DENVER — Everyone knows about the people who wrangle the animals at the rodeo, but not many know the one who wrangles all the people. 

"That's one way to put it," laughs Caroline Lukens, the Director of Rodeo Operations at the National Western Stock Show.

Lukens started riding horses when she was young, became a competitor in rodeo, and eventually began working in logistics and grain commodities. 

But this job combines work with her passion.

"I think it's just deep in my heart," she said about directing rodeos. "I have a love for horses and the western way of life, and the community, and I don't know it's just part of my life." 

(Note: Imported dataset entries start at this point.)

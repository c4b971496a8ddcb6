//! Pipeline builder and executor.
//!
//! A `Pipeline` is the ordered queue the builder produces from one input
//! line; the executor runs it, wiring stage-to-stage pipes between
//! external commands and dispatching built-ins in process.

mod builder;
mod executor;

pub use builder::build;
pub use executor::execute;

use crate::command::Command;

/// One stage of a pipeline. Stdio wiring is resolved by the executor at
/// run time rather than stored here: whether a stage's stdio is wired to a
/// neighbour or to the session's own socket depends on whether that
/// neighbour is itself external, which only matters once execution starts.
#[derive(Debug, Clone)]
pub struct PipelineStage {
    pub command: Command,
    pub arg_tail: Option<String>,
}
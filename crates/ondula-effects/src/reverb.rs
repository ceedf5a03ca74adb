//! Gardner-style room reverberator.
//!
//! A single recirculating loop: input diffusion through two all-pass
//! sections, a chain of delays with two nested all-pass sections as taps, and
//! a low-pass feedback path back to the input summing junction. Three taps
//! along the loop are mixed into the output.

use ondula_core::{Addition, Block, CompositeFilter, Delay, Gain, GraphError, chain};

use crate::all_pass::all_pass;
use crate::low_pass::low_pass;
use crate::nested::nested_all_pass;

/// Delay lengths in samples at 44.1kHz.
mod tuning {
    pub const DIFFUSER_A: usize = 353;
    pub const DIFFUSER_B: usize = 529;
    pub const PRE_TAP: usize = 176;
    pub const TO_FIRST_NEST: usize = 750;
    pub const FIRST_NEST_INNER: usize = 2734;
    pub const FIRST_NEST_LINE: usize = 3837;
    pub const AFTER_FIRST_NEST: usize = 1367;
    pub const TO_SECOND_NEST: usize = 132;
    pub const SECOND_NEST_A: usize = 3352;
    pub const SECOND_NEST_B: usize = 1323;
    pub const SECOND_NEST_LINE: usize = 2646;
    pub const DAMPING: usize = 88;
}

const DIFFUSER_GAIN: f32 = 0.3;
const NEST_INNER_GAIN: f32 = 0.25;
const NEST_GAIN: f32 = 0.5;
const PRE_TAP_LEVEL: f32 = 0.34;
const NEST_TAP_LEVEL: f32 = 0.14;
const DAMPING_GAIN: f32 = 0.7133;
const LOOP_GAIN: f32 = 0.1;

/// Builds the reverberator as a one-input, one-output composite.
///
/// Delay lengths are fixed sample counts tuned for 44.1kHz; at other rates
/// the room simply sounds larger or smaller. The first output sample that
/// is not silence appears 176 samples after the input.
pub fn reverberator() -> Result<CompositeFilter, GraphError> {
    let mut room = CompositeFilter::new(1, 1);

    let inlet = room.add_block(Addition::new());
    let diffuser_a = room.add_block(all_pass(DIFFUSER_GAIN, tuning::DIFFUSER_A)?);
    let diffuser_b = room.add_block(all_pass(DIFFUSER_GAIN, tuning::DIFFUSER_B)?);
    let pre_tap = room.add_block(Delay::new(tuning::PRE_TAP));
    let pre_tap_level = room.add_block(Gain::new(PRE_TAP_LEVEL));
    let to_first = room.add_block(Delay::new(tuning::TO_FIRST_NEST));
    let first_nest = room.add_block(first_nest()?);
    let after_first = room.add_block(Delay::new(tuning::AFTER_FIRST_NEST));
    let first_tap_level = room.add_block(Gain::new(NEST_TAP_LEVEL));
    let early_mix = room.add_block(Addition::new());
    let to_second = room.add_block(Delay::new(tuning::TO_SECOND_NEST));
    let second_nest = room.add_block(second_nest()?);
    let second_tap_level = room.add_block(Gain::new(NEST_TAP_LEVEL));
    let outlet = room.add_block(Addition::new());
    let damping = room.add_block(low_pass(DAMPING_GAIN, tuning::DAMPING)?);
    let loop_gain = room.add_block(Gain::new(LOOP_GAIN));

    room.connect_input_to_block(0, inlet, 0)?;
    room.connect_block_to_block(loop_gain, 0, inlet, 1)?;
    room.connect_block_to_block(inlet, 0, diffuser_a, 0)?;
    room.connect_block_to_block(diffuser_a, 0, diffuser_b, 0)?;
    room.connect_block_to_block(diffuser_b, 0, pre_tap, 0)?;
    room.connect_block_to_block(pre_tap, 0, pre_tap_level, 0)?;
    room.connect_block_to_block(pre_tap_level, 0, early_mix, 0)?;
    room.connect_block_to_block(pre_tap, 0, to_first, 0)?;
    room.connect_block_to_block(to_first, 0, first_nest, 0)?;
    room.connect_block_to_block(first_nest, 0, after_first, 0)?;
    room.connect_block_to_block(after_first, 0, first_tap_level, 0)?;
    room.connect_block_to_block(first_tap_level, 0, early_mix, 1)?;
    room.connect_block_to_block(after_first, 0, to_second, 0)?;
    room.connect_block_to_block(to_second, 0, second_nest, 0)?;
    room.connect_block_to_block(second_nest, 0, second_tap_level, 0)?;
    room.connect_block_to_block(early_mix, 0, outlet, 0)?;
    room.connect_block_to_block(second_tap_level, 0, outlet, 1)?;
    room.connect_block_to_block(second_nest, 0, damping, 0)?;
    room.connect_block_to_block(damping, 0, loop_gain, 0)?;
    room.connect_block_to_output(outlet, 0, 0)?;
    Ok(room)
}

/// Single all-pass inside a nested section.
fn first_nest() -> Result<CompositeFilter, GraphError> {
    nested_all_pass(
        all_pass(NEST_INNER_GAIN, tuning::FIRST_NEST_INNER)?,
        tuning::FIRST_NEST_LINE,
        NEST_GAIN,
    )
}

/// Two all-passes separated by a delay inside a nested section.
fn second_nest() -> Result<CompositeFilter, GraphError> {
    let inner = chain([
        Block::from(all_pass(NEST_INNER_GAIN, tuning::SECOND_NEST_A)?),
        Delay::new(tuning::SECOND_NEST_LINE).into(),
        all_pass(NEST_INNER_GAIN, tuning::SECOND_NEST_B)?.into(),
    ])?;
    nested_all_pass(inner, tuning::SECOND_NEST_LINE, NEST_GAIN)
}
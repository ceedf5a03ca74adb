//! WAV I/O and the driving harness for ondula filters.
//!
//! This crate provides:
//!
//! - **Frame I/O**: [`WavFrameSource`] and [`WavFrameSink`] read and write one
//!   frame (one sample per channel) at a time
//! - **Whole-file helpers**: [`read_wav_frames`], [`write_wav_frames`] and
//!   [`read_wav_info`]
//! - **Driving harness**: [`FilterRunner`] streams a WAV file through any
//!   [`Filter`](ondula_core::Filter) into another WAV file
//!
//! ## Quick Start
//!
//! ```rust,no_run
//! use ondula_io::FilterRunner;
//!
//! let mut echo = ondula_effects::echo(0.6, 4410)?;
//! let stats = FilterRunner::new()
//!     .with_tail(44100)
//!     .run(&mut echo, "input.wav", "output.wav")?;
//! println!("{} frames", stats.frames);
//! # Ok::<(), Box<dyn std::error::Error>>(())
//! ```

mod runner;
mod wav;

pub use runner::{FilterRunner, RunStats};
pub use wav::{
    WavFormat, WavFrameSink, WavFrameSource, WavInfo, WavSpec, read_wav_frames, read_wav_info,
    write_wav_frames,
};

/// Error types for WAV I/O and filter runs.
#[derive(Debug, thiserror::Error)]
pub enum Error {
    /// WAV file read/write error.
    #[error("WAV file error: {0}")]
    Wav(#[from] hound::Error),

    /// The filter failed on a frame; the run stops there.
    #[error("filter failed at frame {frame}: {source}")]
    Filter {
        /// Zero-based index of the failing frame.
        frame: u64,
        /// The filter's error.
        #[source]
        source: ondula_core::FilterError,
    },

    /// The filter's input count does not match the file's channel count.
    #[error("filter expects {expected} input channel(s) but the file has {channels}")]
    ChannelMismatch {
        /// Filter input count.
        expected: usize,
        /// Channels in the input file.
        channels: u16,
    },

    /// A frame of the wrong width was written to a sink.
    #[error("frame has {got} sample(s), sink expects {expected}")]
    FrameWidth {
        /// Channels in the sink.
        expected: usize,
        /// Samples supplied.
        got: usize,
    },

    /// The requested sample format is not supported.
    #[error("Unsupported sample format: {0}")]
    UnsupportedFormat(String),
}

/// Convenience result type for I/O operations.
pub type Result<T> = std::result::Result<T, Error>;
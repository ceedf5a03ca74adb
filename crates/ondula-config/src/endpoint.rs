//! Connection endpoints as written in patch files.
//!
//! An endpoint is `"<node>[:<port>]"`. The port defaults to 0. The node is a
//! block id, or one of the reserved names [`INPUT`] (composite inputs, only
//! valid as a source) and [`OUTPUT`] (composite outputs, only valid as a
//! target).

use serde::{Deserialize, Serialize};
use std::fmt;
use std::str::FromStr;

use crate::error::ConfigError;

/// Reserved node name for the composite's inputs.
pub const INPUT: &str = "input";

/// Reserved node name for the composite's outputs.
pub const OUTPUT: &str = "output";

/// One side of a connection.
#[derive(Debug, Clone, PartialEq, Eq, Hash, Serialize, Deserialize)]
#[serde(try_from = "String", into = "String")]
pub struct Endpoint {
    /// Block id, [`INPUT`] or [`OUTPUT`].
    pub node: String,
    /// Port on that node.
    pub port: usize,
}

impl Endpoint {
    /// Composite input `port`.
    pub fn input(port: usize) -> Self {
        Self {
            node: INPUT.to_string(),
            port,
        }
    }

    /// Composite output `port`.
    pub fn output(port: usize) -> Self {
        Self {
            node: OUTPUT.to_string(),
            port,
        }
    }

    /// Port `port` of block `id`.
    pub fn block(id: impl Into<String>, port: usize) -> Self {
        Self {
            node: id.into(),
            port,
        }
    }

    /// Returns `true` for the reserved [`INPUT`] node.
    pub fn is_input(&self) -> bool {
        self.node == INPUT
    }

    /// Returns `true` for the reserved [`OUTPUT`] node.
    pub fn is_output(&self) -> bool {
        self.node == OUTPUT
    }
}

/// Returns `true` if `id` may not be used as a block id.
pub fn is_reserved(id: &str) -> bool {
    id == INPUT || id == OUTPUT
}

impl FromStr for Endpoint {
    type Err = ConfigError;

    fn from_str(s: &str) -> Result<Self, Self::Err> {
        let (node, port) = match s.split_once(':') {
            Some((node, port)) => {
                let port = port.trim().parse::<usize>().map_err(|_| {
                    ConfigError::malformed_endpoint(s, "port is not a non-negative integer")
                })?;
                (node.trim(), port)
            }
            None => (s.trim(), 0),
        };

        if node.is_empty() {
            return Err(ConfigError::malformed_endpoint(s, "missing node name"));
        }
        Ok(Self::block(node, port))
    }
}

impl TryFrom<String> for Endpoint {
    type Error = ConfigError;

    fn try_from(value: String) -> Result<Self, Self::Error> {
        value.parse()
    }
}

impl From<Endpoint> for String {
    fn from(endpoint: Endpoint) -> Self {
        endpoint.to_string()
    }
}

impl fmt::Display for Endpoint {
    fn fmt(&self, f: &mut fmt::Formatter<'_>) -> fmt::Result {
        write!(f, "{}:{}", self.node, self.port)
    }
}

Men still dominate the rodeo world as directors. 

 "There's a few of us," said Lukens, counting on one hand. "Rodeo Houston, San Antonio and Calgary." 

For the National Western Stock Show, Lukens is the first woman to direct the rodeo.

"You get a little nervous going into every single rodeo," she said. "You come in, there's a little bit of butterflies but I'm confident that we'll always make it happen, and gosh, we just have the best team here to truly make it happen." 

Lukens makes a rodeo happen 29 times in 16 days during the National Western Stock Show. 

This is her full-time job, and she prepares months in advance. In addition to the Stock Show rodeos, she directs Rodeo All-Star at the National Western Complex, and several private rodeos throughout the year. 

"That's plenty to keep me busy," said Lukens.